YOUR INSTRUCTIONS:
Go through the entries below, tally each line that has the word "validator", and give only the total.
++++++++++++++++++++
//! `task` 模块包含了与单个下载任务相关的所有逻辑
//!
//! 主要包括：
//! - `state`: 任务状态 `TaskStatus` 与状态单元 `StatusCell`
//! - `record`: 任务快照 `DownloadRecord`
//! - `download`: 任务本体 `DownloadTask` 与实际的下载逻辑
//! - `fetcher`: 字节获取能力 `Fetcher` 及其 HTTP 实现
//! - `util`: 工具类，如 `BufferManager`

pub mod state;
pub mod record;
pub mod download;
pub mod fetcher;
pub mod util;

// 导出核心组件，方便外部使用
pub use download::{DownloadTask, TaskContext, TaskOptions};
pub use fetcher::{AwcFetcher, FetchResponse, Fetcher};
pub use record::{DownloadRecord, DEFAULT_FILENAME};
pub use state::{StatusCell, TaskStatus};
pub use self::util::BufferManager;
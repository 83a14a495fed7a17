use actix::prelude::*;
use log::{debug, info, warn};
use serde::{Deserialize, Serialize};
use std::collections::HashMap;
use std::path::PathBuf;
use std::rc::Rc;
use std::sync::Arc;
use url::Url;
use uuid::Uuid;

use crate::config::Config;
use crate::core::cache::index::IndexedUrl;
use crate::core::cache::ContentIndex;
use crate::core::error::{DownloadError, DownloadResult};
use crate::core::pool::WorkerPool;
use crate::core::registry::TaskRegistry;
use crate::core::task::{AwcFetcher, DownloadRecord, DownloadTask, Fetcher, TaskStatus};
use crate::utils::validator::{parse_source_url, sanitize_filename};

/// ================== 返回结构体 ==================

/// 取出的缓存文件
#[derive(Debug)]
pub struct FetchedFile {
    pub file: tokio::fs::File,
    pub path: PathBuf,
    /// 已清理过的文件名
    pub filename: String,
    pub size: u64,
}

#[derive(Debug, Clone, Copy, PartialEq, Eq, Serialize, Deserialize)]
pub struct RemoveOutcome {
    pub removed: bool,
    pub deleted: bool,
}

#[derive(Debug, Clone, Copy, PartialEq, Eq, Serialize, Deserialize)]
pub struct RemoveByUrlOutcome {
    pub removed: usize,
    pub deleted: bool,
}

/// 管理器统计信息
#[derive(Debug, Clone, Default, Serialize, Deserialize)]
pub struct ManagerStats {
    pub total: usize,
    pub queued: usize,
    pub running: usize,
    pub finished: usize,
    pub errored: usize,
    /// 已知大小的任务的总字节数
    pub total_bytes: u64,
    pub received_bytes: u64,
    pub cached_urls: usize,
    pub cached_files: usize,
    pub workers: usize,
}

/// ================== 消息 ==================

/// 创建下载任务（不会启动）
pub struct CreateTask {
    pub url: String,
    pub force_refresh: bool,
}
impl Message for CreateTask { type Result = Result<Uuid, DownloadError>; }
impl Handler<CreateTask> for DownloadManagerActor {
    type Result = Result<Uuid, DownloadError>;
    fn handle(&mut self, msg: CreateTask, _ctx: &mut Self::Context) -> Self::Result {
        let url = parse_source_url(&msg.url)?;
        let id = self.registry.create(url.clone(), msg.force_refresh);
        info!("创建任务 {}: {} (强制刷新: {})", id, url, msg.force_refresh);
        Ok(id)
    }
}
++++++++++++++++++++
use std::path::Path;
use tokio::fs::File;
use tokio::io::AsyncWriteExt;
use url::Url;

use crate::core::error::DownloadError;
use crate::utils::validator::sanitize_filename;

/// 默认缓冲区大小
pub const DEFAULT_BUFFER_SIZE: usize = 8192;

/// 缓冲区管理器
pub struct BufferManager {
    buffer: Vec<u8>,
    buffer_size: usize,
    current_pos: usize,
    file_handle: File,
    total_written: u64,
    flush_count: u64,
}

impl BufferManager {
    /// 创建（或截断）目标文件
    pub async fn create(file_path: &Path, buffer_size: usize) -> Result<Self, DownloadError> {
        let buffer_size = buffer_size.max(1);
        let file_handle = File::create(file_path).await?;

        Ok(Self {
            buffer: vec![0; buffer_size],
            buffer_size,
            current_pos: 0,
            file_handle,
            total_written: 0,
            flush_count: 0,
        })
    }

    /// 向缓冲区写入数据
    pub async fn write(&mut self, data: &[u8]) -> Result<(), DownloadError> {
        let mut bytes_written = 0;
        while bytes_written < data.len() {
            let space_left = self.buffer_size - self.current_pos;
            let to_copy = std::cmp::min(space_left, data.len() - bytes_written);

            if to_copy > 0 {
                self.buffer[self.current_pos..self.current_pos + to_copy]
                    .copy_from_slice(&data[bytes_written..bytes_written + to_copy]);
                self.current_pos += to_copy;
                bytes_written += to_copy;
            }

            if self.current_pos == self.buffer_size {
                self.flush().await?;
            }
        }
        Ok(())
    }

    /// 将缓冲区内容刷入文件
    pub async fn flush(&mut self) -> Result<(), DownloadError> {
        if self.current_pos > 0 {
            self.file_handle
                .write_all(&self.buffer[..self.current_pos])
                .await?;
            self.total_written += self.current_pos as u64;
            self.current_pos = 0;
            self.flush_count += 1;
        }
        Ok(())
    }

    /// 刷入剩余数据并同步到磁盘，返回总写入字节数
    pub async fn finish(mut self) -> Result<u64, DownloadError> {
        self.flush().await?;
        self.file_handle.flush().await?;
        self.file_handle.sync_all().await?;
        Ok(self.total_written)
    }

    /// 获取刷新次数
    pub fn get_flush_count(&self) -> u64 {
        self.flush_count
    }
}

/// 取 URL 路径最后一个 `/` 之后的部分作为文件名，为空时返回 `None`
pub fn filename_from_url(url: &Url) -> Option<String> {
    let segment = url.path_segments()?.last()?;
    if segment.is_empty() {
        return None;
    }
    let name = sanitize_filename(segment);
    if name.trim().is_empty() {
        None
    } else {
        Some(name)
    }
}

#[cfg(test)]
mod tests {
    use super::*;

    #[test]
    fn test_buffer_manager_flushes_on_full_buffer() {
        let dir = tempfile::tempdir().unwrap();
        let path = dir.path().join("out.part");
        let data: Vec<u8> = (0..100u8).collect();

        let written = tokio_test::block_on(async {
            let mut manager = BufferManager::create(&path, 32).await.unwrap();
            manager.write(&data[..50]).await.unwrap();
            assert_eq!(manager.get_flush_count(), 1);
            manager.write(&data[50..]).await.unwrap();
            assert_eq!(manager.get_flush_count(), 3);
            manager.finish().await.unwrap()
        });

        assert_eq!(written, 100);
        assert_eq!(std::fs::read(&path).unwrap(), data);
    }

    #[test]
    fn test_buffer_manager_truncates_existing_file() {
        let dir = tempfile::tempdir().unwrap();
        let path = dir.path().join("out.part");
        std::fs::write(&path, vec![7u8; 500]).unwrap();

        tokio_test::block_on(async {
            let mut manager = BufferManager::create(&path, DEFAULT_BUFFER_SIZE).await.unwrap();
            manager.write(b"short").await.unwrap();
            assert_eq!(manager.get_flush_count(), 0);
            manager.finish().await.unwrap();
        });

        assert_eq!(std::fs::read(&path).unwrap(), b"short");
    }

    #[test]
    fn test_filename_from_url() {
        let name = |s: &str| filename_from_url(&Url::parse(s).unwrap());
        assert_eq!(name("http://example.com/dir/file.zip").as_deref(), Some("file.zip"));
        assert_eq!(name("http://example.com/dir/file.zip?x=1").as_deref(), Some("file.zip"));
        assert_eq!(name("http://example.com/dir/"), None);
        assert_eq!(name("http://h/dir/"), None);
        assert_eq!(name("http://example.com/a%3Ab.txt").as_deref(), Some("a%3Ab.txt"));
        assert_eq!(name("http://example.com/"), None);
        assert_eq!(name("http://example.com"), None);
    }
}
++++++++++++++++++++
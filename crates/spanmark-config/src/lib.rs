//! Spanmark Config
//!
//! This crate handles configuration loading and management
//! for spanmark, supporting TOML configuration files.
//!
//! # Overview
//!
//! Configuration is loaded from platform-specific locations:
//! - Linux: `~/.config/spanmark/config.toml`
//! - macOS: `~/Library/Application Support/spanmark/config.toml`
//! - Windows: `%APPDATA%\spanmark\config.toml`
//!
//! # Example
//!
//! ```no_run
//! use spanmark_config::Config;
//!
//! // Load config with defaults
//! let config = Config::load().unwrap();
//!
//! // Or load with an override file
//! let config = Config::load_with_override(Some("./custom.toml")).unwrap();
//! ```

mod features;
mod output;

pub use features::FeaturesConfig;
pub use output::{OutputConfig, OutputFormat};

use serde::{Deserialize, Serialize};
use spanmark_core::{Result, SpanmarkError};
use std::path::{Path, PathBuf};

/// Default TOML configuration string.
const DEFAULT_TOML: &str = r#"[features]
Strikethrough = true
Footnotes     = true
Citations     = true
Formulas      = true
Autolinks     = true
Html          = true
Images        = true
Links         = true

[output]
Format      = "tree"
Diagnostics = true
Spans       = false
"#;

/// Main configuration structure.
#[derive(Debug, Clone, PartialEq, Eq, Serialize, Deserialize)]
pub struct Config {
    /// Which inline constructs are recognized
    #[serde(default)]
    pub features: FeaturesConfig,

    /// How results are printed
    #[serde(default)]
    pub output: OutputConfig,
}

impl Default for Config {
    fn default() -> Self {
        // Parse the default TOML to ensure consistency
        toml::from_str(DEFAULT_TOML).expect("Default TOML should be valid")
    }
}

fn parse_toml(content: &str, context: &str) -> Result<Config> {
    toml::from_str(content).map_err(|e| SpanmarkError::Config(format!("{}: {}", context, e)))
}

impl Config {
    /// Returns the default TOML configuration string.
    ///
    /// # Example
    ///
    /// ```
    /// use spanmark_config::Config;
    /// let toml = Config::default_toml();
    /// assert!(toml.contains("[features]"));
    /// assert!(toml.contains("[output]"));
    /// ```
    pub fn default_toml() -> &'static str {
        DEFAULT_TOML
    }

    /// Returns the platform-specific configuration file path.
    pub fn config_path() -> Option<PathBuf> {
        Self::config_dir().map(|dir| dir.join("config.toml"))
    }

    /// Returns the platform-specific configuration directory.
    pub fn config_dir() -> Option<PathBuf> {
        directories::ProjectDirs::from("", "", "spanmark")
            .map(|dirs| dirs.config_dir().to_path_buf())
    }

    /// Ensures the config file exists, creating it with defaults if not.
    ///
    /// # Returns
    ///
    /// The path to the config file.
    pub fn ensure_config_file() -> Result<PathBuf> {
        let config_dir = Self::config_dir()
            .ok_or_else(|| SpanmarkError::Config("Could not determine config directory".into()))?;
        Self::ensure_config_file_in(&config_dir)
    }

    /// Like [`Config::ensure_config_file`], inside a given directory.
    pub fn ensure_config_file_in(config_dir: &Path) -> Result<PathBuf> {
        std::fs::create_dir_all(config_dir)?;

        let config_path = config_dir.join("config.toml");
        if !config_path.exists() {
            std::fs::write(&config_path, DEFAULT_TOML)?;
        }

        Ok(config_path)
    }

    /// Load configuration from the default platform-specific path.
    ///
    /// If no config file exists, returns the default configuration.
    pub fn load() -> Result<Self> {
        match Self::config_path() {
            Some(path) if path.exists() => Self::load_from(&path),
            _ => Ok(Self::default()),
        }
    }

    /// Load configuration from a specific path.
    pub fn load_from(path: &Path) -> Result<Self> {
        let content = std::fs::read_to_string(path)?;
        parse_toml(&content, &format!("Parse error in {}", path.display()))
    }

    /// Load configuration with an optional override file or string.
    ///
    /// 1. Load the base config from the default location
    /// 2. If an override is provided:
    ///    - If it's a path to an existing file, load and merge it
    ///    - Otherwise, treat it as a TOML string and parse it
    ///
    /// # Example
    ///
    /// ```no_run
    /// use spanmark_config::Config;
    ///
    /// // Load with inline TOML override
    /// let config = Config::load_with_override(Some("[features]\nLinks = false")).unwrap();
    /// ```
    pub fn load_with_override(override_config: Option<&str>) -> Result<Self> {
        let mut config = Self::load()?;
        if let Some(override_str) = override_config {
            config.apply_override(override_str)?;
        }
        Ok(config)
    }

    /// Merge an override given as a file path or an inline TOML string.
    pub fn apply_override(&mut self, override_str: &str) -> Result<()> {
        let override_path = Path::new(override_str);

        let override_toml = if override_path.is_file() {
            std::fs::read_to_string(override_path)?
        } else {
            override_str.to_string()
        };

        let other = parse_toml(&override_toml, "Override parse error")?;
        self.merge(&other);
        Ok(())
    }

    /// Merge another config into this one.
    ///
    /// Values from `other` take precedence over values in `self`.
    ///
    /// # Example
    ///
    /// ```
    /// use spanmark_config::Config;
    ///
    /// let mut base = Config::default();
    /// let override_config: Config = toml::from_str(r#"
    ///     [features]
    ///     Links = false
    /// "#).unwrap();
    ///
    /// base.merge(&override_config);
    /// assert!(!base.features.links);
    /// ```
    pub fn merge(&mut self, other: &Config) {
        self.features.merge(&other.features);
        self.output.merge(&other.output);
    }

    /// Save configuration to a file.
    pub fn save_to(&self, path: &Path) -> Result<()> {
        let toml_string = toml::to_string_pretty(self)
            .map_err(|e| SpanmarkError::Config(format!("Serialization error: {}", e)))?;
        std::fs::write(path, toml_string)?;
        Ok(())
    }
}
++++++++++++++++++++
TASK ANSWER:
2